Bis Ende Mai haben Sie Zeit, den Jahresabschluss für das Vorjahr zu erstellen und die Steuererklärung beim Finanzamt einzureichen. Auf Anfrage verlängern die Finanzämter diese Frist um einige Monate. Zum Formular der Einkommensteuererklärung kommt noch eine Anlage G für gewerbliche Einkünfte sowie die Umsatzsteuererklärung. Ob Sie noch weitere Formulare ausfüllen müssen, erfragen Sie am besten bei Ihrem zuständigen Finanzamts-Sachbearbeiter.
Der Jahresabschluss besteht aus der Einnahmen-Überschuss-Rechnung und dem Anlagenspiegel.
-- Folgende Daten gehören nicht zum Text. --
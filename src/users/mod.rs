mod dto;
mod email;
pub mod handlers;
pub mod memory;
mod model;
pub mod repo;
pub mod service;

use crate::state::AppState;
use axum::Router;

pub use email::{is_valid_email, normalize_email};
pub use model::{
    validate_name, NewUser, ProfileUpdate, Role, User, UserChanges, UserExtras, MAX_NAME_LEN,
};
pub use service::IdentityService;

pub fn router() -> Router<AppState> {
    Router::new()
        .merge(handlers::user_routes())
        .merge(handlers::admin_routes())
}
Zur Erinnerung: Bei Einnahmen-Überschuss-Rechnung gilt als Buchungsdatum jeweils die tatsächliche Zahlung also beispielsweise das Überweisungsdatum auf dem Kontoauszug – nicht jedoch das Datum auf einer Rechnung. Eine Rechnung aus dem Dezember 2010, die Sie erst im Januar 2011 bezahlen, erscheint also erst im Jahresabschluss für 2011.
Besonderheiten beim Direktverbrauch
Wird ein Teil des Solarstroms selbst verbraucht und nur der Überschuss ins Netz eingespeist, schreibt das Bundesfinanzministerium dafür ein spezielles Abrechnungsverfahren vor (siehe Merkblatte des Bundesverband Solarwirtschaft). Rechnerisch wird der gesamte Solarstrom ins Netz gespeist und der selbst verbrauchte Anteil wieder vom Netzbetreiber zurückgeliefert. In der abgebildeten Muster-Abrechnung der N-ERGIE würden in der Einnahmen-Überschuss-Rechnung als Einnahmen 4.277,77 Euro sowie 812,78 Euro (Umsatzsteuer) erscheinen. Der privat verbrauchte Solarstrom, hier mit 558,90 Euro plus 106,19 Euro Umsatzsteuer in Rechnung gestellt, ist natürlich keine betriebliche Ausgabe und somit nicht zu berücksichtigen.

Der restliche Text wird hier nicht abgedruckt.